Another landmark you’ll come across in Budapest is the Museum of Applied Arts (Magyar Iparművészeti Múzeum). The museum was established in 1872, as the third of its kind in Europe, after London and Vienna. Applied arts is defined as objects that have been used in everyday life with special design and aesthetics.The exhibition contains museum pieces of various genres, including lace, leather chests, bookbinding, and jewellery.
It is not just the exhibits but also the architectural splendours of the museum which make it such a pleasure to visit. The Art Nouveau building construction began in 1893 by Ödön Lechner and Gyula Partos and opened by Emperor Franz Josheph in 1896, as part of the Millennium Celebrations.The architecture is worth the time alone with the striking colourful Zsolnay tiles on the outside roof tiles and its centrally-protruding tower housing the main entrance.
Between WWI and WWII, the museum performed little transactions. Although, it received several donations, such as that of Imre Schwaiger, Hungarian art vendor in Deli, by socialist countries and by other private collectors. The permanent exhibition is called “Collectors and Treasures” and it presents the people to whom the collections once belonged, and tells the story how the objects ended up in the Museum of Applied Arts.

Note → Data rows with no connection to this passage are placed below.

//! Fixed-size pre-warmed Chrome browser pool.
//!
//! Maintains exactly `pool_size` Chrome instances for the lifetime of the
//! process. Unlike a demand-scaled pool, sessions are never grown or shrunk:
//! a session is either handed out, returned healthy, or evicted and
//! immediately relaunched so the pool always holds `pool_size` members.

use anyhow::{Context, Result};
use chromiumoxide::browser::Browser;
use std::collections::VecDeque;
use std::path::PathBuf;
use std::sync::atomic::{AtomicBool, AtomicU64, AtomicUsize, Ordering};
use std::sync::Arc;
use std::time::{Duration, Instant};
use tokio::sync::Mutex;
use tokio::task::JoinHandle;
use tracing::{debug, info, warn};

// =============================================================================
// Configuration
// =============================================================================

/// Configuration for the fixed-size browser pool
#[derive(Debug, Clone)]
pub struct BrowserPoolConfig {
    /// Number of browser sessions kept alive at all times
    pub pool_size: usize,
    /// Interval between keepalive/health-check pings (default: 30s)
    pub keepalive_interval: Duration,
    /// Run browsers in headless mode (default: true)
    pub headless: bool,
}

impl Default for BrowserPoolConfig {
    fn default() -> Self {
        Self {
            pool_size: 5,
            keepalive_interval: Duration::from_secs(30),
            headless: true,
        }
    }
}

// =============================================================================
// Browser Wrapper (Pool-specific)
// =============================================================================

/// RAII wrapper for a pooled browser instance.
///
/// The browser is stored in an `Arc` to allow sharing across concurrent tasks
/// while the guard manages the lifecycle.
#[derive(Debug)]
pub struct PooledBrowserWrapper {
    browser: Arc<Browser>,
    handler: JoinHandle<()>,
    user_data_dir: Option<PathBuf>,
}

impl PooledBrowserWrapper {
    pub(crate) fn new(browser: Browser, handler: JoinHandle<()>, user_data_dir: PathBuf) -> Self {
        Self {
            browser: Arc::new(browser),
            handler,
            user_data_dir: Some(user_data_dir),
        }
    }

    /// Get reference to inner browser
    pub fn browser(&self) -> &Browser {
        &self.browser
    }

    /// Get Arc-wrapped browser for sharing across concurrent tasks
    pub fn browser_arc(&self) -> Arc<Browser> {
        Arc::clone(&self.browser)
    }

    /// Get mutable reference to inner browser (only works if no other Arc refs exist)
    pub fn browser_mut(&mut self) -> Option<&mut Browser> {
        Arc::get_mut(&mut self.browser)
    }

    /// Clean up temp directory (blocking operation)
    pub fn cleanup_temp_dir(&mut self) {
        if let Some(path) = self.user_data_dir.take() {
            info!("Cleaning up pool browser temp directory: {}", path.display());
            if let Err(e) = std::fs::remove_dir_all(&path) {
                warn!(
                    "Failed to clean up temp directory {}: {}",
                    path.display(),
                    e
                );
            }
        }
    }
}

impl Drop for PooledBrowserWrapper {
    fn drop(&mut self) {
        self.handler.abort();
        if self.user_data_dir.is_some() {
            self.cleanup_temp_dir();
        }
    }
}

// =============================================================================
// Pooled Browser Instance
// =============================================================================

/// A browser instance with pool metadata
#[derive(Debug)]
pub struct PooledBrowser {
    /// Unique identifier for this browser instance
    pub id: u64,
    /// The wrapped browser with handler
    pub wrapper: PooledBrowserWrapper,
    /// When this browser was launched
    pub created_at: Instant,
    /// Last time this browser was used (acquired or returned)
    pub last_used: Instant,
    /// Last successful health check
    pub last_health_check: Instant,
}

impl PooledBrowser {
    fn new(id: u64, wrapper: PooledBrowserWrapper) -> Self {
        let now = Instant::now();
        Self {
            id,
            wrapper,
            created_at: now,
            last_used: now,
            last_health_check: now,
        }
    }
}

// =============================================================================
// Browser Pool
// =============================================================================

/// Fixed-size pre-warmed browser pool.
#[derive(Debug)]
pub struct BrowserPool {
    config: BrowserPoolConfig,
    /// Available (ready) browsers
    available: Arc<Mutex<VecDeque<PooledBrowser>>>,
    /// Count of browsers currently checked out
    in_use_count: AtomicUsize,
    /// Counter for unique browser IDs
    next_id: AtomicU64,
    /// Background health-check task handle
    keepalive_handle: Mutex<Option<JoinHandle<()>>>,
    /// Shutdown signal
    shutdown: AtomicBool,
}

impl BrowserPool {
    /// Create a new browser pool (does NOT start background tasks)
    pub fn new(config: BrowserPoolConfig) -> Arc<Self> {
        Arc::new(Self {
            config,
            available: Arc::new(Mutex::new(VecDeque::new())),
            in_use_count: AtomicUsize::new(0),
            next_id: AtomicU64::new(0),
            keepalive_handle: Mutex::new(None),
            shutdown: AtomicBool::new(false),
        })
    }

    /// Start the pool: launch exactly `pool_size` sessions and start the
    /// background keepalive loop.
    pub async fn start(self: &Arc<Self>) -> Result<()> {
        info!("Starting browser pool with config: {:?}", self.config);

        let futs: Vec<_> = (0..self.config.pool_size)
            .map(|_| self.launch_browser_internal())
            .collect();
        let results = futures::future::join_all(futs).await;

        let mut available = self.available.lock().await;
        for result in results {
            match result {
                Ok(browser) => available.push_back(browser),
                Err(e) => warn!("Failed to launch browser for pool: {}", e),
            }
        }
        let launched = available.len();
        drop(available);

        let pool_clone = Arc::clone(self);
        let keepalive = tokio::spawn(async move {
            keepalive_loop(pool_clone).await;
        });
        *self.keepalive_handle.lock().await = Some(keepalive);

        info!("Browser pool started with {} of {} sessions", launched, self.config.pool_size);
        Ok(())
    }

    /// Acquire a session from the pool, blocking briefly if none are
    /// currently available (all checked out).
    pub async fn acquire(self: &Arc<Self>) -> Result<PooledBrowserGuard> {
        loop {
            let mut available = self.available.lock().await;

            if let Some(mut browser) = available.pop_front() {
                browser.last_used = Instant::now();
                self.in_use_count.fetch_add(1, Ordering::Relaxed);
                debug!("Acquired browser {} from pool", browser.id);

                return Ok(PooledBrowserGuard {
                    browser: Some(browser),
                    pool: Arc::clone(self),
                });
            }

            drop(available);
            tokio::time::sleep(Duration::from_millis(100)).await;
        }
    }

    /// Return a healthy session to the pool.
    fn release(&self, mut browser: PooledBrowser) {
        self.in_use_count.fetch_sub(1, Ordering::Relaxed);
        browser.last_used = Instant::now();

        let available = Arc::clone(&self.available);
        let id = browser.id;

        tokio::spawn(async move {
            available.lock().await.push_back(browser);
            debug!("Released browser {} back to pool", id);
        });
    }

    /// Evict a broken session and relaunch a fresh one to keep the pool at
    /// `pool_size`. Used on permanent fetch errors.
    pub async fn evict_and_replace(self: &Arc<Self>, broken: PooledBrowser) {
        self.in_use_count.fetch_sub(1, Ordering::Relaxed);
        warn!("Evicting broken browser {}", broken.id);
        drop(broken);

        match self.launch_browser_internal().await {
            Ok(fresh) => {
                self.available.lock().await.push_back(fresh);
            }
            Err(e) => {
                warn!("Failed to relaunch browser after eviction: {}", e);
            }
        }
    }

    /// Gracefully shut down the pool, closing every session.
    pub async fn shutdown(&self) -> Result<()> {
        info!("Shutting down browser pool");
        self.shutdown.store(true, Ordering::Relaxed);

        if let Some(handle) = self.keepalive_handle.lock().await.take() {
            handle.abort();
        }

        let mut available = self.available.lock().await;
        while let Some(mut browser) = available.pop_front() {
            if let Some(b) = browser.wrapper.browser_mut() {
                if let Err(e) = b.close().await {
                    warn!("Failed to close browser {}: {}", browser.id, e);
                }
                let _ = b.wait().await;
            } else {
                warn!("Browser {} has outstanding references, skipping graceful close", browser.id);
            }
            browser.wrapper.cleanup_temp_dir();
        }

        info!("Browser pool shutdown complete");
        Ok(())
    }

    /// Launch a new browser instance using [`browser_setup::launch_browser`].
    async fn launch_browser_internal(&self) -> Result<PooledBrowser> {
        let id = self.next_id.fetch_add(1, Ordering::Relaxed);

        let profile = crate::browser_profile::create_unique_profile_with_prefix("docs_ingest_pool")
            .context("Failed to create unique pool browser profile")?;
        let user_data_dir = profile.into_path();

        let (browser, handler, _returned_dir) =
            crate::browser_setup::launch_browser(self.config.headless, Some(user_data_dir.clone()))
                .await
                .context("Failed to launch browser for pool")?;

        let wrapper = PooledBrowserWrapper::new(browser, handler, user_data_dir);
        Ok(PooledBrowser::new(id, wrapper))
    }
}

// =============================================================================
// RAII Guard
// =============================================================================

/// RAII guard that returns a session to the pool on drop.
pub struct PooledBrowserGuard {
    browser: Option<PooledBrowser>,
    pool: Arc<BrowserPool>,
}

impl PooledBrowserGuard {
    /// Get reference to the underlying Browser
    pub fn browser(&self) -> &Browser {
        self.browser.as_ref().expect("browser should be present").wrapper.browser()
    }

    /// Get Arc-wrapped browser for sharing across concurrent tasks
    pub fn browser_arc(&self) -> Arc<Browser> {
        self.browser.as_ref().expect("browser should be present").wrapper.browser_arc()
    }

    /// Get the browser's unique pool ID
    pub fn id(&self) -> u64 {
        self.browser.as_ref().expect("browser should be present").id
    }

    /// Consume the guard without returning the session to the pool, handing
    /// ownership to the caller so it can be evicted via
    /// [`BrowserPool::evict_and_replace`].
    pub fn take_for_eviction(mut self) -> PooledBrowser {
        self.browser.take().expect("browser should be present")
    }
}

impl Drop for PooledBrowserGuard {
    fn drop(&mut self) {
        if let Some(browser) = self.browser.take() {
            self.pool.release(browser);
        }
    }
}

// =============================================================================
// Background Tasks
// =============================================================================

/// Background task: periodic health check, evicting and relaunching dead
/// sessions so the pool stays at `pool_size`.
async fn keepalive_loop(pool: Arc<BrowserPool>) {
    let mut interval = tokio::time::interval(pool.config.keepalive_interval);

    while !pool.shutdown.load(Ordering::Relaxed) {
        interval.tick().await;

        let mut available = pool.available.lock().await;
        let mut healthy = VecDeque::new();
        let mut dead = 0usize;

        while let Some(mut browser) = available.pop_front() {
            match browser.wrapper.browser().version().await {
                Ok(_) => {
                    browser.last_health_check = Instant::now();
                    healthy.push_back(browser);
                }
                Err(e) => {
                    warn!("Browser {} failed keepalive health check: {}", browser.id, e);
                    dead += 1;
                }
            }
        }
        *available = healthy;
        drop(available);

        for _ in 0..dead {
            match pool.launch_browser_internal().await {
                Ok(fresh) => pool.available.lock().await.push_back(fresh),
                Err(e) => warn!("Failed to relaunch dead pool session: {}", e),
            }
        }

        debug!(
            "Keepalive complete: {} healthy sessions in pool",
            pool.available.lock().await.len()
        );
    }

    debug!("Keepalive loop exiting");
}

Today the museum has over 20,000 objects and a library that has over 22,000 volumes to provide the researchers with sufficient material.The rich permanent collection are divided into the furniture, textiles, goldsmiths’ artworks, ceramics and glassware collections; another section covers the minor collections. Temporary exhibitions are also available and range from 16th century costumes to contemporary design items.
2300 HUF adult
1150 HUF student
Take the Subway (M3) or tram 4 or 6 to Corvin stop.